REQUIREMENT => Which lines of the entries below contain the string "panorama"? Copy each one.

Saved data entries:
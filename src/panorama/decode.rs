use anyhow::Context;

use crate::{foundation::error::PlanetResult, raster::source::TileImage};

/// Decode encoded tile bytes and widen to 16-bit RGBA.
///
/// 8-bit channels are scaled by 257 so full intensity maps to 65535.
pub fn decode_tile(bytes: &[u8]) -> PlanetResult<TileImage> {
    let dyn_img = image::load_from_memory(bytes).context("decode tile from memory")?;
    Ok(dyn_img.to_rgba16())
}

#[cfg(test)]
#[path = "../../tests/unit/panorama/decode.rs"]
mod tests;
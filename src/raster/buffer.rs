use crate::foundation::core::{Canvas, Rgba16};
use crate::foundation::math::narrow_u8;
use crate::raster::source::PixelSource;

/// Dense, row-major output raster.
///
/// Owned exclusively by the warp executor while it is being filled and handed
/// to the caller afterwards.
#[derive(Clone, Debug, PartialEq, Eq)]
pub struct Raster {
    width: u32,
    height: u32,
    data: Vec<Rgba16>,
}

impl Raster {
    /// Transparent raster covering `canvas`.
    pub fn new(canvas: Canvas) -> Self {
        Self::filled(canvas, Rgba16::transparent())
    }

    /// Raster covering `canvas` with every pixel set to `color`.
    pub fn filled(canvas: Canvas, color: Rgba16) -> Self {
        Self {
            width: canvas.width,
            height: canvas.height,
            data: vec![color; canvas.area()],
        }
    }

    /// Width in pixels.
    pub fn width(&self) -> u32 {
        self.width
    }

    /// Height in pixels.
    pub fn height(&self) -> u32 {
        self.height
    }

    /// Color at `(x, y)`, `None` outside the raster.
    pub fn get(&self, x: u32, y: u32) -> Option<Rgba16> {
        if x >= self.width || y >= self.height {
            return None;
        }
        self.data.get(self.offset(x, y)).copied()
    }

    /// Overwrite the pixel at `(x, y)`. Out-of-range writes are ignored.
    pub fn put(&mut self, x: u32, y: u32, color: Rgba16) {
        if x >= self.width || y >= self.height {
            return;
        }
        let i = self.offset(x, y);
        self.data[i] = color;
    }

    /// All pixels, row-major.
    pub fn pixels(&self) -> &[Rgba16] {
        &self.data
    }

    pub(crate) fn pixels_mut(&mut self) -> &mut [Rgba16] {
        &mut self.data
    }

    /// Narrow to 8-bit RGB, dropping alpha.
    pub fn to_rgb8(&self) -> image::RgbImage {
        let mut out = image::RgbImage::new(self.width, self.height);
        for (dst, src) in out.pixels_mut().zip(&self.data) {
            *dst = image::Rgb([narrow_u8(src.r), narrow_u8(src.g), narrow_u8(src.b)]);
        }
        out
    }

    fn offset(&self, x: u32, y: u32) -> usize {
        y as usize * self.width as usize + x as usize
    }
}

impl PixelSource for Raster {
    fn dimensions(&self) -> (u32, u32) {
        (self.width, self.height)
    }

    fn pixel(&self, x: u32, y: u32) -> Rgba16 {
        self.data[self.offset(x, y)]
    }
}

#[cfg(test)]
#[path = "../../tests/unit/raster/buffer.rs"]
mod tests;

EXERCISE RESULT =>
filename src/panorama/decode.rs
#[path = "../../tests/unit/panorama/decode.rs"]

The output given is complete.